© 2019 Silvia González Delgado

El que mata la vaca

 

Si usted está harto de la corrupción este es el momento, si no lo está es porque, simplemente, es parte de ella.

La culpa del desfalco al estado de Chihuahua no la tiene César Duarte, el exgobernador, sino nosotros por cuestión de apatía. Y la apatía política tiene un alto costo.

Recuerdo aquella convocatoria de Jaime García Chávez, en el año 2014, para denunciar la capitalización del Banco Progreso, (el Banco que el secretario de Hacienda y Duarte crearon, 800 mil millones de pesos utilizados para inversión) y la poca gente que asistió. Ahí estaba Javier Corral, el actual gobernador de Chihuahua y que tiene preso a Alejandro Gutiérrez, sorprendido de que fuéramos tan pocos; nos pidieron que nos separáramos dos pasos al caminar por la Avenida Universidad para que en la foto se viera más gente; contábamos unas doscientas personas.  Sin duda Duarte se carcajeó al ver aquella miserable participación, y siguió robando, alegremente, confiado en que el siguiente gobernador le protegería. Pero si usted está harto de la corrupción este es el momento de revelarlo, acuda al llamado del gobernador Corral, firme las peticiones en Internet o plántese este domingo catorce en el centro de la ciudad, ponga su granito de arena y entérese de primera mano del uso que le dio este Duarte a los dineros que pertenecían a la educación de los niños chihuahuenses para que no terminaran delinquiendo, asaltando a mano armada a personas como usted y como me sucedió a mí en navidad. Fue un gran susto, pero en pleno asalto observé que eran unos niños dispuestos a matar por falta de oportunidad, no por un vehículo. Unos cuantos días y calles más adelante si hubo un homicidio, en consecuencia, el asaltante se suicidó con la cuerda de su zapato.

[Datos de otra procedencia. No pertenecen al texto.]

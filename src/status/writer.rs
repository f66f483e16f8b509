//! Publishes one agent's status document.
//!
//! The document is written to the agent's private workspace as `status.md`
//! and mirrored to `<shared_dir>/<agent_name>-status.md`, where any
//! [`StatusSynchronizer`](super::sync::StatusSynchronizer) can pick it up.
//!
//! Publication is best-effort: every filesystem failure is logged and
//! swallowed so a full disk or a missing mount never takes the agent down.

use std::path::{Path, PathBuf};
use std::sync::{Arc, Mutex};
use std::time::{Duration, Instant};

use tokio::task::JoinHandle;
use tokio::time::MissedTickBehavior;
use tokio_util::sync::CancellationToken;

use super::document::{render_status_document, status_file_name};
use super::types::AgentStatusRecord;

/// Default period of the background re-render.
pub const DEFAULT_PUBLISH_INTERVAL: Duration = Duration::from_secs(30);

/// Shortest accepted publish period.
const MIN_PUBLISH_INTERVAL: Duration = Duration::from_millis(10);

/// Name of the private copy inside the agent workspace.
pub const WORKSPACE_STATUS_FILE: &str = "status.md";

struct Ticker {
    cancel: CancellationToken,
    handle: JoinHandle<()>,
}

struct WriterInner {
    agent_name: String,
    workspace: PathBuf,
    shared_dir: PathBuf,
    interval: Duration,
    started_at: Instant,
    record: Mutex<AgentStatusRecord>,
    ticker: Mutex<Option<Ticker>>,
}

/// Handle to an agent's status publisher. Clones share state.
#[derive(Clone)]
pub struct AgentOutputWriter {
    inner: Arc<WriterInner>,
}

impl AgentOutputWriter {
    pub fn new(
        agent_name: impl Into<String>,
        agent_type: impl Into<String>,
        workspace: impl Into<PathBuf>,
        shared_dir: impl Into<PathBuf>,
        interval: Duration,
    ) -> Self {
        Self {
            inner: Arc::new(WriterInner {
                agent_name: agent_name.into(),
                workspace: workspace.into(),
                shared_dir: shared_dir.into(),
                interval: interval.max(MIN_PUBLISH_INTERVAL),
                started_at: Instant::now(),
                record: Mutex::new(AgentStatusRecord::new(agent_type)),
                ticker: Mutex::new(None),
            }),
        }
    }

    pub fn agent_name(&self) -> &str {
        &self.inner.agent_name
    }

    /// Path of the mirrored document in the shared directory.
    pub fn shared_path(&self) -> PathBuf {
        self.inner.shared_dir.join(status_file_name(&self.inner.agent_name))
    }

    /// Path of the private copy in the agent workspace.
    pub fn workspace_path(&self) -> PathBuf {
        self.inner.workspace.join(WORKSPACE_STATUS_FILE)
    }

    /// Create directories, publish the initial document and start the
    /// periodic re-render. Calling it again while running is a no-op.
    ///
    /// Must be called from within a tokio runtime.
    pub fn start(&self) {
        let mut ticker = self.inner.ticker.lock().unwrap();
        if ticker.is_some() {
            return;
        }

        for dir in [&self.inner.workspace, &self.inner.shared_dir] {
            if let Err(e) = std::fs::create_dir_all(dir) {
                tracing::warn!(path = %dir.display(), "Failed to create status directory: {e}");
            }
        }

        self.refresh_and_publish();

        let cancel = CancellationToken::new();
        let handle = tokio::spawn(run_ticker(self.clone(), cancel.clone()));
        *ticker = Some(Ticker { cancel, handle });

        tracing::info!(
            agent = %self.inner.agent_name,
            shared = %self.shared_path().display(),
            interval_ms = self.inner.interval.as_millis() as u64,
            "Status publishing started"
        );
    }

    /// Replace the whole record and publish it immediately.
    ///
    /// The record is written as given apart from invariant enforcement
    /// (progress clamp, dependency de-duplication, action cap).
    pub fn update_status(&self, mut record: AgentStatusRecord) {
        record.normalize();
        let mut current = self.inner.record.lock().unwrap();
        *current = record;
        self.publish(&current);
    }

    /// Mutate the record in place, stamp it and publish it immediately.
    pub fn apply<F>(&self, f: F)
    where
        F: FnOnce(&mut AgentStatusRecord),
    {
        let mut current = self.inner.record.lock().unwrap();
        f(&mut current);
        current.normalize();
        current.touch();
        current.metrics.uptime_seconds = self.inner.started_at.elapsed().as_secs();
        self.publish(&current);
    }

    /// Snapshot of the record as last published.
    pub fn current_status(&self) -> AgentStatusRecord {
        self.inner.record.lock().unwrap().clone()
    }

    /// Stop the periodic re-render and wait for the ticker task to exit.
    /// Files are left in place; see [`cleanup`](Self::cleanup).
    pub async fn stop(&self) {
        let ticker = self.inner.ticker.lock().unwrap().take();
        if let Some(Ticker { cancel, handle }) = ticker {
            cancel.cancel();
            if let Err(e) = handle.await {
                tracing::warn!(agent = %self.inner.agent_name, "Status ticker ended abnormally: {e}");
            }
            tracing::info!(agent = %self.inner.agent_name, "Status publishing stopped");
        }
    }

    /// Remove the shared mirror so observers stop seeing this agent.
    pub fn cleanup(&self) {
        let path = self.shared_path();
        match std::fs::remove_file(&path) {
            Ok(()) => tracing::info!(path = %path.display(), "Removed status mirror"),
            Err(e) if e.kind() == std::io::ErrorKind::NotFound => {}
            Err(e) => tracing::warn!(path = %path.display(), "Failed to remove status mirror: {e}"),
        }
    }

    fn refresh_and_publish(&self) {
        let mut current = self.inner.record.lock().unwrap();
        current.touch();
        current.metrics.uptime_seconds = self.inner.started_at.elapsed().as_secs();
        self.publish(&current);
    }

    /// Called with the record lock held so concurrent publishers cannot
    /// interleave an older snapshot after a newer one.
    fn publish(&self, record: &AgentStatusRecord) {
        let document = render_status_document(record);
        write_best_effort(&self.workspace_path(), &document);
        write_best_effort(&self.shared_path(), &document);
    }
}

fn write_best_effort(path: &Path, document: &str) {
    if let Err(e) = std::fs::write(path, document) {
        tracing::warn!(path = %path.display(), "Failed to write status document: {e}");
    }
}

async fn run_ticker(writer: AgentOutputWriter, cancel: CancellationToken) {
    let mut interval = tokio::time::interval(writer.inner.interval);
    interval.set_missed_tick_behavior(MissedTickBehavior::Delay);
    // The first tick completes immediately and start() has just published.
    interval.tick().await;

    loop {
        tokio::select! {
            _ = cancel.cancelled() => break,
            _ = interval.tick() => writer.refresh_and_publish(),
        }
    }
}

#[cfg(test)]
mod tests {
    use super::*;
    use crate::status::document::parse_status_document;
    use crate::status::types::AgentState;
    use tempfile::TempDir;

    fn writer_in(tmp: &TempDir, interval: Duration) -> AgentOutputWriter {
        AgentOutputWriter::new(
            "coder-agent",
            "coder",
            tmp.path().join("workspace"),
            tmp.path().join("shared"),
            interval,
        )
    }

    #[tokio::test]
    async fn start_writes_both_copies() {
        let tmp = TempDir::new().unwrap();
        let writer = writer_in(&tmp, Duration::from_secs(60));
        writer.start();

        let shared = std::fs::read_to_string(writer.shared_path()).unwrap();
        let private = std::fs::read_to_string(writer.workspace_path()).unwrap();
        assert_eq!(shared, private);
        assert!(writer.shared_path().ends_with("shared/coder-agent-status.md"));

        let record = parse_status_document(&shared).unwrap();
        assert_eq!(record.status, AgentState::Idle);
        assert_eq!(record.agent_type, "coder");
        writer.stop().await;
    }

    #[tokio::test]
    async fn apply_publishes_immediately() {
        let tmp = TempDir::new().unwrap();
        let writer = writer_in(&tmp, Duration::from_secs(60));
        writer.start();

        writer.apply(|r| {
            r.status = AgentState::Busy;
            r.current_activity.task = Some("Write tests".to_string());
            r.push_action("Started writing tests");
        });

        let record = parse_status_document(&std::fs::read_to_string(writer.shared_path()).unwrap()).unwrap();
        assert_eq!(record.status, AgentState::Busy);
        assert_eq!(record.current_activity.task.as_deref(), Some("Write tests"));
        assert_eq!(record.recent_actions.len(), 1);
        assert_eq!(writer.current_status().status, AgentState::Busy);
        writer.stop().await;
    }

    #[tokio::test]
    async fn ticker_refreshes_last_updated() {
        let tmp = TempDir::new().unwrap();
        let writer = writer_in(&tmp, Duration::from_millis(50));
        writer.start();
        let first = writer.current_status().last_updated;

        tokio::time::sleep(Duration::from_millis(200)).await;
        let on_disk = parse_status_document(&std::fs::read_to_string(writer.shared_path()).unwrap()).unwrap();
        assert!(on_disk.last_updated > first);
        writer.stop().await;
    }

    #[tokio::test]
    async fn unwritable_shared_dir_is_not_fatal() {
        let tmp = TempDir::new().unwrap();
        let blocker = tmp.path().join("not-a-dir");
        std::fs::write(&blocker, "file").unwrap();

        let writer = AgentOutputWriter::new(
            "pm-agent",
            "pm",
            tmp.path().join("workspace"),
            blocker.join("shared"),
            Duration::from_secs(60),
        );
        writer.start();
        writer.apply(|r| r.status = AgentState::Error);

        assert!(!writer.shared_path().exists());
        assert_eq!(writer.current_status().status, AgentState::Error);
        assert!(writer.workspace_path().exists());
        writer.stop().await;
    }

    #[tokio::test]
    async fn cleanup_removes_mirror_only() {
        let tmp = TempDir::new().unwrap();
        let writer = writer_in(&tmp, Duration::from_secs(60));
        writer.start();
        writer.stop().await;

        writer.cleanup();
        assert!(!writer.shared_path().exists());
        assert!(writer.workspace_path().exists());
        // Nothing left to remove.
        writer.cleanup();
    }
}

Las manifestaciones masivas, las protestas, la desobediencia civil y las huelgas son fuego que se propaga y da pesadillas a los dictadores tal fue el caso de Alemania, Polonia y otros países en 1989 que llevó al fin de la URSS. Javier Corral está haciendo el trabajo para el que fue elegido, arriesgando su integridad, golpeando a un gigante maquiavélico en la médula, y necesita cooperación. Apoyémoslo, ¿o es usted el que detiene la pata?